Is there any loss in hash quality if I am hashing a sequence of non contiguous strings using XXH64 and simply passing the result of each hash as the seed of the next XXH64 call?

There's a huge loss.

Please take a look at inside XXH64_state_t, XXH64_update_endian and XXH64_digest_endian.
You can see XXH64 uses (writes and reads) XXH64_state_t's member variables v1, v2, v3, v4, total_len to make hash value. And type of these values are unsigned long long (uint_64, 64 bit unsigned integer).

We can say:
(1) XXH64_state's total number of bit is larger than 64 bit.
(2) If once state is minimized (digest) to single 64bit value, large part of information is disappeared.

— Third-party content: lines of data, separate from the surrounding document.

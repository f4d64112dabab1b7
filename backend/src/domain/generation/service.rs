//! Generation orchestrator.
//!
//! Sequences one request through
//! `Received → CreditChecked → Proxied → Normalized → Committed → Recorded →
//! Responded`. Any failure exits to `Failed`. The staged upload is released
//! before the outcome is returned on every path, and credits are only charged
//! once the upstream reply has been normalised into an image reference.

use std::num::NonZeroU32;
use std::sync::Arc;

use async_trait::async_trait;
use mockable::Clock;
use tracing::{debug, error, info, warn};

use crate::domain::credits::CreditLedgerGuard;
use crate::domain::ports::{
    CreditLedger, GenerateRequest, GenerateResponse, GenerationBackend, GenerationCommand,
    GenerationMetrics, GenerationOutcome, HistoryRepository, NoOpGenerationMetrics,
};
use crate::domain::{
    Error, GenerationCost, HistoryRecord, HistoryRecordId, StagedUpload, UserId,
};

use super::{GenerationError, GenerationStage, ResponseNormalizer, ShapeSniffingNormalizer};

/// Tunables for [`GenerationService`].
#[derive(Debug, Clone, Copy, PartialEq, Eq)]
pub struct GenerationSettings {
    /// Credits charged per successful generation.
    pub cost: GenerationCost,
    /// How many times a history insert is attempted after the charge.
    pub history_write_attempts: NonZeroU32,
}

impl Default for GenerationSettings {
    fn default() -> Self {
        Self {
            cost: GenerationCost::default(),
            history_write_attempts: NonZeroU32::MIN,
        }
    }
}

/// Generation service implementing [`GenerationCommand`].
pub struct GenerationService<L: ?Sized, H: ?Sized, B: ?Sized> {
    guard: CreditLedgerGuard<L>,
    history: Arc<H>,
    backend: Arc<B>,
    normalizer: Arc<dyn ResponseNormalizer>,
    metrics: Arc<dyn GenerationMetrics>,
    clock: Arc<dyn Clock>,
    history_write_attempts: NonZeroU32,
}

impl<L: ?Sized, H: ?Sized, B: ?Sized> Clone for GenerationService<L, H, B> {
    fn clone(&self) -> Self {
        Self {
            guard: self.guard.clone(),
            history: Arc::clone(&self.history),
            backend: Arc::clone(&self.backend),
            normalizer: Arc::clone(&self.normalizer),
            metrics: Arc::clone(&self.metrics),
            clock: Arc::clone(&self.clock),
            history_write_attempts: self.history_write_attempts,
        }
    }
}

impl<L, H, B> GenerationService<L, H, B>
where
    L: CreditLedger + ?Sized,
    H: HistoryRepository + ?Sized,
    B: GenerationBackend + ?Sized,
{
    /// Create a service using the shape-sniffing normalizer and no metrics.
    ///
    /// ```rust,no_run
    /// # use std::sync::Arc;
    /// # use headshot_backend::domain::GenerationService;
    /// # use headshot_backend::domain::ports::{
    /// #     FixtureCreditLedger, FixtureGenerationBackend, FixtureHistoryRepository,
    /// # };
    /// # use mockable::DefaultClock;
    /// let service = GenerationService::new(
    ///     Arc::new(FixtureCreditLedger::default()),
    ///     Arc::new(FixtureHistoryRepository),
    ///     Arc::new(FixtureGenerationBackend),
    ///     Arc::new(DefaultClock),
    ///     Default::default(),
    /// );
    /// # let _ = service;
    /// ```
    pub fn new(
        ledger: Arc<L>,
        history: Arc<H>,
        backend: Arc<B>,
        clock: Arc<dyn Clock>,
        settings: GenerationSettings,
    ) -> Self {
        Self {
            guard: CreditLedgerGuard::new(ledger, settings.cost),
            history,
            backend,
            normalizer: Arc::new(ShapeSniffingNormalizer),
            metrics: Arc::new(NoOpGenerationMetrics),
            clock,
            history_write_attempts: settings.history_write_attempts,
        }
    }

    /// Replace the metrics sink.
    pub fn with_metrics(mut self, metrics: Arc<dyn GenerationMetrics>) -> Self {
        self.metrics = metrics;
        self
    }

    /// Replace the response normalizer.
    pub fn with_normalizer(mut self, normalizer: Arc<dyn ResponseNormalizer>) -> Self {
        self.normalizer = normalizer;
        self
    }

    /// Run the pipeline and report failures with their typed cause.
    pub async fn run(&self, request: GenerateRequest) -> Result<GenerateResponse, GenerationError> {
        let GenerateRequest { user_id, upload } = request;
        debug!(stage = %GenerationStage::Received, %user_id, "generation request received");

        let result = match upload {
            Some(mut upload) => {
                let result = if upload.is_empty() {
                    Err(GenerationError::MissingUpload)
                } else {
                    self.process(&user_id, &upload).await
                };
                release_upload(&mut upload, &user_id);
                result
            }
            None => Err(GenerationError::MissingUpload),
        };

        match &result {
            Ok(response) => {
                info!(
                    stage = %GenerationStage::Responded,
                    %user_id,
                    credits_remaining = %response.credits_remaining,
                    "generation completed"
                );
                self.record_outcome(GenerationOutcome::Succeeded).await;
            }
            Err(err) => {
                warn!(
                    stage = %GenerationStage::Failed,
                    %user_id,
                    error = %err,
                    "generation failed"
                );
                self.record_outcome(err.outcome()).await;
            }
        }
        result
    }

    async fn process(
        &self,
        user_id: &UserId,
        upload: &StagedUpload,
    ) -> Result<GenerateResponse, GenerationError> {
        let reservation = self.guard.check_and_reserve(user_id).await?;
        debug!(
            stage = %GenerationStage::CreditChecked,
            %user_id,
            balance = %reservation.observed_balance(),
            "credit check passed"
        );

        let upstream = self.backend.forward(upload).await?;
        debug!(stage = %GenerationStage::Proxied, %user_id, "upstream replied");

        let canonical = self.normalizer.normalize(&upstream)?;
        debug!(
            stage = %GenerationStage::Normalized,
            %user_id,
            image_reference_len = canonical.image_reference.as_str().len(),
            "upstream reply normalised"
        );

        let record_id = HistoryRecordId::random();
        let credits_remaining = self.guard.commit(reservation).await?;
        debug!(
            stage = %GenerationStage::Committed,
            %user_id,
            %credits_remaining,
            "credits deducted"
        );

        let record = HistoryRecord {
            id: record_id,
            owner: user_id.clone(),
            source_reference: upload.source_reference(),
            result_reference: canonical.image_reference,
            created_at: self.clock.utc(),
        };
        self.record_history(&record).await?;
        debug!(
            stage = %GenerationStage::Recorded,
            %user_id,
            record_id = %record.id,
            "history recorded"
        );

        Ok(GenerateResponse {
            image_reference: record.result_reference,
            credits_remaining,
        })
    }

    async fn record_history(&self, record: &HistoryRecord) -> Result<(), GenerationError> {
        let attempts = self.history_write_attempts.get();
        let mut attempt = 1;
        loop {
            match self.history.insert(record).await {
                Ok(()) => return Ok(()),
                Err(err) if attempt < attempts => {
                    warn!(
                        record_id = %record.id,
                        attempt,
                        error = %err,
                        "history write failed; retrying"
                    );
                    attempt += 1;
                }
                Err(err) => {
                    error!(
                        record_id = %record.id,
                        user_id = %record.owner,
                        result_reference = %record.result_reference,
                        error = %err,
                        "history write failed after credits were charged"
                    );
                    return Err(err.into());
                }
            }
        }
    }

    async fn record_outcome(&self, outcome: GenerationOutcome) {
        if let Err(err) = self.metrics.record(outcome).await {
            warn!(outcome = outcome.as_label(), error = %err, "failed to record generation metric");
        }
    }
}

fn release_upload(upload: &mut StagedUpload, user_id: &UserId) {
    if let Err(err) = upload.release() {
        error!(%user_id, error = %err, "failed to remove staged upload");
    }
}

#[async_trait]
impl<L, H, B> GenerationCommand for GenerationService<L, H, B>
where
    L: CreditLedger + ?Sized,
    H: HistoryRepository + ?Sized,
    B: GenerationBackend + ?Sized,
{
    async fn generate(&self, request: GenerateRequest) -> Result<GenerateResponse, Error> {
        self.run(request).await.map_err(Error::from)
    }
}

#[cfg(test)]
#[path = "service_tests.rs"]
mod tests;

Therefore, you can't expect your assumption. Please consider to use streaming functions.

As suggested by @t-mat, the streaming functions were indeed designed exactly for this scenario.

I assume you are concerned by speed.
I don't think you would gain anything by passing the result from one hash to the next.
Maintaining a streaming context has indeed a cost, but so does finalising a hash. I expect that finalising hash after every few bytes would actually cost more than maintaining a streaming context, where finalisation is only performed once, when XXH_digest() is invoked.

My goal is to provide a 'drop in' replacement for use of CRC32 to improve speed, with minimal code change to the many calling sites. The streaming approach is technically not applicable, because the hash of a stream broken up into 10 byte chunks will be the same as the hash of the exact same stream broken into 100 byte chunks. The 'structure' of the the discontiguous strings is relevant and should contribute to the hash result.

This is a string which has 'indirect' references to other strings embedded within it at arbitrary locations (only one level deep). I need to hash the indirect strings and the subsets of the base string (not including the pointers to the indirect strings)

I saw that using XXH64 is faster on 64 bit hardware, and will perform better than XXH32-- taking 32 bites of the result as the hash.

I'm content with a 32 bit level of hash quality, so it seemed reasonable to put the 32 bit hash of the the various strings as the seed of incorporating the next string.

If your existing program structure allow it, prefer passing 64-bits between 2 consecutive hashes. Perform the 32-bits extraction at the end only. It will maximize hash quality.

Are you suggesting modifying the code to allow a 64 bit seed? Currently, rather than simply extracting the low 32 bits for seeding the next step, I'm xor'ing the high 32 and low 32 together so that all 64 bits 'contribute' to the 32 bit carry over. Unfortunately, it is not feasible (without copying data around) to append or prepend the intermediate 64 bit value to the next string, as I don't have control over that storage, it is handed to me.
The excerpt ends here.